Renal medullary mechanisms in hypertension.

The emergence of laser-Doppler and videomicroscopy techniques has renewed interest in study of the renal medullary circulation in the control of sodium excretion, pressure-natriuresis and arterial pressure. In this regard, elevations in renal perfusion pressure increase papillary blood flow and vasa recta capillary pressure which increase renal interstitial pressure (RIHP) and dissipate the medullary osmotic gradient. These factors act together to inhibit sodium reabsorption in the proximal tubule and the loop of Henle, particularly in deep nephrons. Changes in medullary hemodynamics also participate in alterating sodium reabsorption following volume expansion and administration of vasoactive agents.
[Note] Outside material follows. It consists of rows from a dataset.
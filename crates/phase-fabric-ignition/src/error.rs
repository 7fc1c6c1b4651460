//! Error types for phase-fabric-ignition.
//!
//! By design almost nothing on the ignition path is an `Err`: admission
//! rejections and protocol failures are data, returned as failed
//! [`IgnitionEvent`](crate::event::IgnitionEvent)s so callers can inspect
//! outcomes without error-handling overhead on the hot path. Only misuse of
//! the coordinator surface propagates as an error.

use thiserror::Error;

use phase_fabric_core::FabricError;

/// Hard errors from the coordinator surface.
#[derive(Debug, Error)]
pub enum IgnitionError {
    /// `initiate_esgt` was called before `start()` (or after `stop()`).
    #[error("coordinator not running")]
    NotRunning,

    /// A fabric precondition violation surfaced outside the guarded
    /// protocol path.
    #[error(transparent)]
    Fabric(#[from] FabricError),
}

/// Result alias for coordinator operations.
pub type IgnitionResult<T> = Result<T, IgnitionError>;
For example, administration of antihypertensive compounds such as ANF, captopril, calcium channel blockers, and kinins all increase papillary blood flow, RIHP and promote sodium excretion; whereas, inhibitors of NO and PGE2, or stimulation of the renal nerves lowers medullary blood flow, RIHP and sodium excretion. More recently, compounds have been infused directly into the renal medulla of rats to determine whether changes in medullary hemodynamics are sufficient to alter arterial pressure. Infusion of LNAME or a V1 agonist lowered medullary blood flow and produced sustained hypertension; whereas, medullary infusion of captopril increased medullary blood flow and lowered arterial pressure in SHR. These studies further support the view that the medullary circulation plays an important role in the regulation of sodium excretion and the control of arterial pressure.